I was given a tour of the hospital by the remarkably able Dr. Ephrem Gebre-Hana. He started the orthopedic department on arriving 3-4 years ago, immediately upon finishing his residency. Since then, he has been promoted to Clinical and Medical Director of the hospital, roughly equivalent to the CEO.

Dr Ephrem

Dr Ephrem shared the immense volume of trauma handled at Hawassa. He estimates 60-70% of orthopedic admissions are open fractures. This comes to 5-6 new open fractures daily, largely due to motor vehicle and motor cycle accidents. It is very difficult to keep up with only three staff orthopedic surgeons.

Orthopedic clinic, patients came from hours away by bus

Hawassa has one of the largest SIGN nail programs in Ethiopia (the largest is St. Paul AaBET). The SIGN nail program is a monumental advance for trauma care in less developed countries. Created by Dr. Lawrence Zirkle of Seattle, the program provides free intramedullary nails throughout the developing world with the only requirement being that participating centers file reports containing preoperative, postoperative X-rays and a photo of the healed patient squatting. At Hawassa, rotating residents file reports nearly daily, using a browser-based online interface. They implant 30-35 nails per month.

New pediatric ward
Plaque of Australian Doctors for Africa

We saw a new 14 bed pediatric orthopedic ward donated in part by Australian Doctors for Africa (ADFA). With multiple windows and high ceilings, it felt far more comfortable than the adjacent adult orthopedic ward of ~24 beds, which was originally used for storage and repurposed as a patient ward by Dr. Ephrem.

Adult Orthopedic ward

Operating Rooms

I then toured the operating room with orthopedic OR manager. There were three rooms in a new building and five in an older building, two of which are dedicated for c-sections. Apparently, the c-section volume is immense. The other rooms are dedicated to plastics, orthopedics and general surgery. They perform ~3 elective cases per room per day. The OR runs 3 shifts. There are always night cases, and all rooms run during the weekend. While there, I saw on open reduction and internal fixation of a two week old, grade 3 displaced supracondylar pediatric elbow fracture as well as neonatal meningomyelocele repair.

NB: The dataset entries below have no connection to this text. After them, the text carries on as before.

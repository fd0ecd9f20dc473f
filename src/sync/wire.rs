//! Remote API request and response bodies.

use crate::record::AttendanceRecord;
use serde::Serialize;
use serde_json::{Map, Value};

pub const HEALTH_PATH: &str = "/device-api/health";
pub const REGISTER_PATH: &str = "/device-api/register";
pub const HEARTBEAT_PATH: &str = "/device-api/heartbeat";
pub const INFO_PATH: &str = "/device-api/info";
pub const CHECKIN_PATH: &str = "/attendance/auto-checkin";
pub const BATCH_PATH: &str = "/attendance/batch";

/// Single check-in in the remote's own schema
#[derive(Debug, Serialize)]
#[serde(rename_all = "camelCase")]
pub struct RemoteAttendance<'a> {
    pub card_number: &'a str,
    pub date: String,
    pub location: &'a str,
}

impl<'a> From<&'a AttendanceRecord> for RemoteAttendance<'a> {
    fn from(record: &'a AttendanceRecord) -> Self {
        Self {
            card_number: &record.card_id,
            date: record.timestamp_string(),
            location: &record.location,
        }
    }
}

/// Batch entries keep the local field names
#[derive(Debug, Serialize)]
pub struct BatchEntry<'a> {
    pub card_id: &'a str,
    pub timestamp: String,
    pub device_id: &'a str,
    pub device_name: &'a str,
    pub location: &'a str,
}

impl<'a> From<&'a AttendanceRecord> for BatchEntry<'a> {
    fn from(record: &'a AttendanceRecord) -> Self {
        Self {
            card_id: &record.card_id,
            timestamp: record.timestamp_string(),
            device_id: &record.device_id,
            device_name: &record.device_name,
            location: &record.location,
        }
    }
}

#[derive(Debug, Serialize)]
pub struct BatchRequest<'a> {
    pub records: Vec<BatchEntry<'a>>,
}

impl<'a> BatchRequest<'a> {
    pub fn new(records: &'a [AttendanceRecord]) -> Self {
        Self {
            records: records.iter().map(BatchEntry::from).collect(),
        }
    }
}

/// Per-record outcomes from a batch answer.
///
/// Read field by field from loose JSON: a field of the wrong type reads as
/// absent and a malformed entry is skipped, so one odd field never hides the
/// rest of the answer.
#[derive(Debug, Default, PartialEq)]
pub struct BatchResults {
    pub successful: Option<usize>,
    pub failed: Option<usize>,
    pub records: Vec<RecordOutcome>,
    pub errors: Vec<RecordFailure>,
}

#[derive(Debug, PartialEq)]
pub struct RecordOutcome {
    pub timestamp: Option<String>,
    pub card_id: Option<String>,
    /// Only a literal `true` counts
    pub success: bool,
}

#[derive(Debug, PartialEq)]
pub struct RecordFailure {
    pub card_id: Option<String>,
    pub timestamp: Option<String>,
    pub error: Option<String>,
}

impl BatchResults {
    /// `None` when the body carries no `results` at all (including bodies
    /// that are not JSON). A `results` value that is not an object yields
    /// empty results, which confirms nothing.
    pub fn from_body(body: &str) -> Option<Self> {
        let value: Value = serde_json::from_str(body).ok()?;
        match value.get("results") {
            None | Some(Value::Null) => None,
            Some(Value::Object(results)) => Some(Self {
                successful: count(results.get("successful")),
                failed: count(results.get("failed")),
                records: entries(results.get("records"), |entry| RecordOutcome {
                    timestamp: text(entry.get("timestamp")),
                    card_id: text(entry.get("card_id")),
                    success: entry.get("success") == Some(&Value::Bool(true)),
                }),
                errors: entries(results.get("errors"), |entry| RecordFailure {
                    card_id: text(entry.get("card_id")),
                    timestamp: text(entry.get("timestamp")),
                    error: text(entry.get("error")),
                }),
            }),
            Some(_) => Some(Self::default()),
        }
    }
}

fn count(value: Option<&Value>) -> Option<usize> {
    match value? {
        Value::Number(n) => n.as_u64().map(|n| n as usize),
        Value::String(s) => s.trim().parse().ok(),
        _ => None,
    }
}

fn text(value: Option<&Value>) -> Option<String> {
    match value? {
        Value::String(s) => Some(s.clone()),
        Value::Number(n) => Some(n.to_string()),
        _ => None,
    }
}

fn entries<T>(value: Option<&Value>, read: impl Fn(&Map<String, Value>) -> T) -> Vec<T> {
    value
        .and_then(Value::as_array)
        .map(|items| items.iter().filter_map(Value::as_object).map(read).collect())
        .unwrap_or_default()
}

#[derive(Debug, Serialize)]
pub struct HeartbeatRequest {
    pub status: &'static str,
    pub metadata: HeartbeatMetadata,
}

#[derive(Debug, Serialize)]
pub struct HeartbeatMetadata {
    pub timestamp: String,
    pub uptime: String,
}

#[derive(Debug, Serialize)]
pub struct RegisterRequest<'a> {
    pub device_id: &'a str,
    pub device_name: &'a str,
    pub location: &'a str,
    pub metadata: RegisterMetadata<'a>,
}

#[derive(Debug, Serialize)]
pub struct RegisterMetadata<'a> {
    pub registered_at: String,
    pub software_version: &'static str,
    pub device_type: &'a str,
}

Pediatric elbow surgery, covered drill is on back table

In terms of supplies, the SIGN program provides new intramedullary nails in batches of 20 when centers run out. Despite this, there are times when shipments do not arrive in time and they run short. They can buy Indian made plates and screws locally using hospital funds but the procurement process can sometimes be problematic. Also, some trauma implants are not available locally, for which they depend on donations. For example, their AO external fixators are all donated.

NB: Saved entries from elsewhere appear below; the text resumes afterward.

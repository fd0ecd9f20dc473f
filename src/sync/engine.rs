use super::transport::{HttpTransport, RemoteResponse, Transport};
use super::wire::{
    BatchRequest, BatchResults, HeartbeatMetadata, HeartbeatRequest, RegisterMetadata,
    RegisterRequest, RemoteAttendance, BATCH_PATH, CHECKIN_PATH, HEALTH_PATH, HEARTBEAT_PATH,
    INFO_PATH, REGISTER_PATH,
};
use crate::config::{DeviceConfig, ScanlogConfig, SyncMode, SyncSettings};
use crate::error::SyncError;
use crate::record::{format_timestamp, keys_of, parse_timestamp, AttendanceRecord, RecordKey};
use chrono::{DateTime, Utc};
use parking_lot::RwLock;
use serde::Serialize;
use serde_json::Value;
use std::collections::HashSet;
use std::sync::Arc;
use std::time::Duration;
use tracing::{debug, error, info, warn, Instrument, Span};

/// Advisory connectivity bookkeeping. Never persisted and never used to
/// decide whether a record is synced.
#[derive(Debug, Clone, Default, Serialize, PartialEq)]
pub struct SyncState {
    pub is_online: bool,
    pub last_check: Option<DateTime<Utc>>,
    pub last_sync: Option<DateTime<Utc>>,
}

/// One record the remote reported as failed
#[derive(Debug, Clone, Serialize, PartialEq)]
pub struct RecordError {
    pub key: Option<RecordKey>,
    pub card_id: Option<String>,
    pub reason: String,
}

/// Outcome of one or more batch deliveries
#[derive(Debug, Clone, Default, Serialize, PartialEq)]
pub struct BatchResult {
    pub success_count: usize,
    pub fail_count: usize,
    /// Keys the remote confirmed, in delivery order
    pub synced_ids: Vec<RecordKey>,
    pub errors: Vec<RecordError>,
}

impl BatchResult {
    fn all_failed(count: usize) -> Self {
        Self {
            fail_count: count,
            ..Self::default()
        }
    }

    fn merge(&mut self, other: BatchResult) {
        self.success_count += other.success_count;
        self.fail_count += other.fail_count;
        self.synced_ids.extend(other.synced_ids);
        self.errors.extend(other.errors);
    }
}

/// Effective sync configuration as shown to operators
#[derive(Debug, Clone, Serialize)]
pub struct SyncConfigView {
    pub mode: SyncMode,
    pub batch_size: usize,
    pub sync_interval: u64,
    pub min_records_for_sync: usize,
    pub chunk_delay_ms: u64,
    pub cleanup_after_sync: bool,
    pub last_sync: Option<DateTime<Utc>>,
    pub is_online: bool,
}

/// Delivers records to the remote attendance API.
///
/// Every call is independent; the only state kept is the advisory
/// [`SyncState`]. Failures never escape as errors: they are logged and show up
/// as `false` or as failed counts, and the records stay queued.
pub struct SyncEngine {
    transport: Arc<dyn Transport>,
    device: DeviceConfig,
    settings: SyncSettings,
    timeout: Duration,
    state: RwLock<SyncState>,
    span: Span,
}

impl SyncEngine {
    pub fn new(
        transport: Arc<dyn Transport>,
        device: DeviceConfig,
        settings: SyncSettings,
        timeout: Duration,
    ) -> Self {
        Self {
            transport,
            device,
            settings,
            timeout,
            state: RwLock::new(SyncState::default()),
            span: Span::none(),
        }
    }

    /// Engine talking HTTP to the configured server
    pub fn from_config(config: &ScanlogConfig) -> Result<Self, SyncError> {
        let transport = HttpTransport::new(
            config.server.api_url.clone(),
            config.server.api_key.clone(),
            config.device.id.clone(),
        )?;

        Ok(Self::new(
            Arc::new(transport),
            config.device.clone(),
            SyncSettings::from_config(config),
            Duration::from_secs(config.server.timeout_seconds),
        ))
    }

    pub fn with_span(mut self, span: Span) -> Self {
        self.span = span;
        self
    }

    pub fn settings(&self) -> &SyncSettings {
        &self.settings
    }

    /// Query the health endpoint. Online iff it answers 200.
    pub async fn check_connection(&self) -> bool {
        async {
            let result = self.transport.get(HEALTH_PATH, self.timeout).await;
            let online = match &result {
                Ok(response) if response.status == 200 => {
                    let status = response
                        .json()
                        .and_then(|body| {
                            body.pointer("/device/status")
                                .and_then(Value::as_str)
                                .map(str::to_string)
                        })
                        .unwrap_or_else(|| "unknown".to_string());
                    info!("Backend API is reachable, device status: {}", status);
                    true
                }
                Ok(response) => {
                    warn!("Backend API returned status {}", response.status);
                    false
                }
                Err(e) => {
                    warn!("Backend API unreachable: {}", e);
                    false
                }
            };

            let mut state = self.state.write();
            state.is_online = online;
            state.last_check = Some(Utc::now());
            online
        }
        .instrument(self.span.clone())
        .await
    }

    /// Send one record to the single check-in endpoint
    pub async fn send_one(&self, record: &AttendanceRecord) -> bool {
        async {
            let body = match serde_json::to_value(RemoteAttendance::from(record)) {
                Ok(body) => body,
                Err(e) => {
                    error!("Failed to encode record {}: {}", record.card_id, e);
                    return false;
                }
            };

            match self.transport.post(CHECKIN_PATH, &body, self.timeout).await {
                Ok(response) if response.is_accepted() => {
                    let status = response
                        .json()
                        .and_then(|b| b.get("status").and_then(Value::as_str).map(str::to_string))
                        .unwrap_or_else(|| "unknown".to_string());
                    info!("Attendance synced: {} ({})", record.card_id, status);
                    true
                }
                Ok(response) => {
                    error!("Failed to sync attendance {}: {}", record.card_id, response.rejection());
                    false
                }
                Err(e) => {
                    error!("Error syncing attendance {}: {}", record.card_id, e);
                    false
                }
            }
        }
        .instrument(self.span.clone())
        .await
    }

    /// Deliver `records` in one request and read back per-record outcomes
    pub async fn send_batch(&self, records: &[AttendanceRecord]) -> BatchResult {
        if records.is_empty() {
            return BatchResult::default();
        }

        async {
            let body = match serde_json::to_value(BatchRequest::new(records)) {
                Ok(body) => body,
                Err(e) => {
                    error!("Failed to encode batch: {}", e);
                    return BatchResult::all_failed(records.len());
                }
            };

            let response = match self
                .transport
                .post(BATCH_PATH, &body, self.timeout * 2)
                .await
            {
                Ok(response) => response,
                Err(e) => {
                    error!("Error in batch sync: {}", e);
                    return BatchResult::all_failed(records.len());
                }
            };

            if !response.is_success() {
                error!("Batch sync failed: {}", response.rejection());
                return BatchResult::all_failed(records.len());
            }

            let result = interpret_batch_response(records, &response);
            info!(
                "Batch sync: {} successful, {} failed",
                result.success_count, result.fail_count
            );
            self.state.write().last_sync = Some(Utc::now());
            result
        }
        .instrument(self.span.clone())
        .await
    }

    /// Deliver `records` as consecutive batches of at most `chunk_size`.
    ///
    /// Chunks go out in order, one at a time, with the configured delay
    /// between them. A failed chunk does not stop the rest.
    pub async fn sync_in_chunks(&self, records: &[AttendanceRecord], chunk_size: usize) -> BatchResult {
        let mut total = BatchResult::default();
        if records.is_empty() {
            return total;
        }

        let chunk_size = chunk_size.max(1);
        let total_chunks = records.len().div_ceil(chunk_size);

        for (index, chunk) in records.chunks(chunk_size).enumerate() {
            self.span.in_scope(|| {
                info!(
                    "Processing chunk {}/{} ({} records)",
                    index + 1,
                    total_chunks,
                    chunk.len()
                )
            });

            total.merge(self.send_batch(chunk).await);

            if index + 1 < total_chunks && !self.settings.chunk_delay.is_zero() {
                tokio::time::sleep(self.settings.chunk_delay).await;
            }
        }

        self.span.in_scope(|| {
            info!(
                "Chunk sync complete: {} successful, {} failed",
                total.success_count, total.fail_count
            )
        });
        total
    }

    /// Best-effort liveness ping
    pub async fn heartbeat(&self) -> bool {
        let request = HeartbeatRequest {
            status: "online",
            metadata: HeartbeatMetadata {
                timestamp: format_timestamp(&Utc::now()),
                uptime: system_uptime(),
            },
        };

        async {
            match self.post_json(HEARTBEAT_PATH, &request).await {
                Ok(response) if response.status == 200 => {
                    debug!("Heartbeat sent");
                    true
                }
                Ok(response) => {
                    warn!("Heartbeat failed, status {}", response.status);
                    false
                }
                Err(e) => {
                    warn!("Heartbeat error: {}", e);
                    false
                }
            }
        }
        .instrument(self.span.clone())
        .await
    }

    /// Upsert this device's identity on the remote
    pub async fn register_device(&self) -> bool {
        let request = RegisterRequest {
            device_id: &self.device.id,
            device_name: &self.device.name,
            location: &self.device.location,
            metadata: RegisterMetadata {
                registered_at: format_timestamp(&Utc::now()),
                software_version: env!("CARGO_PKG_VERSION"),
                device_type: &self.device.device_type,
            },
        };

        async {
            match self.post_json(REGISTER_PATH, &request).await {
                Ok(response) if response.is_accepted() => {
                    let name = response
                        .json()
                        .and_then(|b| {
                            b.pointer("/device/name")
                                .and_then(Value::as_str)
                                .map(str::to_string)
                        })
                        .unwrap_or_else(|| self.device.name.clone());
                    info!("Device registered: {}", name);
                    true
                }
                Ok(response) => {
                    error!("Device registration failed: {}", response.rejection());
                    false
                }
                Err(e) => {
                    error!("Error registering device: {}", e);
                    false
                }
            }
        }
        .instrument(self.span.clone())
        .await
    }

    /// The remote's view of this device, if it answers
    pub async fn device_info(&self) -> Option<Value> {
        async {
            match self.transport.get(INFO_PATH, self.timeout).await {
                Ok(response) if response.status == 200 => response.json(),
                Ok(response) => {
                    error!("Failed to get device info, status {}", response.status);
                    None
                }
                Err(e) => {
                    error!("Error getting device info: {}", e);
                    None
                }
            }
        }
        .instrument(self.span.clone())
        .await
    }

    pub fn sync_state(&self) -> SyncState {
        self.state.read().clone()
    }

    pub fn sync_config(&self) -> SyncConfigView {
        let state = self.state.read();
        SyncConfigView {
            mode: self.settings.mode,
            batch_size: self.settings.batch_size,
            sync_interval: self.settings.interval.as_secs(),
            min_records_for_sync: self.settings.min_records_for_sync,
            chunk_delay_ms: self.settings.chunk_delay.as_millis() as u64,
            cleanup_after_sync: self.settings.cleanup_after_sync,
            last_sync: state.last_sync,
            is_online: state.is_online,
        }
    }

    async fn post_json<T: Serialize>(&self, path: &str, body: &T) -> Result<RemoteResponse, SyncError> {
        let body = serde_json::to_value(body).map_err(|e| SyncError::Client {
            details: e.to_string(),
        })?;
        self.transport.post(path, &body, self.timeout).await
    }
}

PACU has room for 8 beds, has wall oxygen and one working monitor
Minor procedure room, debridements under local

They have 2 electrocautery machines for 6 rooms, so they have to rotate them, which can delay cases. Attending surgeons may not available if they are in clinic or teaching, so rooms may be idle (two were the day I was there). They have a new laparascopy cart with which they can perform laparascopy and cystoscopy. They reuse trocars. They do not have an orthopedic power system (e.g. Stryker 5 or 6) but rather use household Bosch drills with sterile cloth covers and autoclaved chucks.

Sterile Processing

There are two steam sterilizers, although one is broken. Twelve staff members work three shifts. There is no formal training program for sterile processing staff, only 1-2 months on-site training. I have not seen any gas sterilizers (e.g. “Sterrad”) at any hospital thus far.

Soddo Hospital

Soddo Christian Hospital is supported by the American Adventist Church. Orthopedist Dr. Duane Anderson has been there for many years. His service has been indispensable, not only for the patient care he has provided, but also teaching Black Lion residents who have been rotating there for many years. He has now started his own residency program, which I understand has curtailed this rotation significantly. In addition to Dr. Anderson, other American orthopedic surgeons from the Pan-African Academy of Christian Surgeons (PAACS) rotate through Soddo hospital.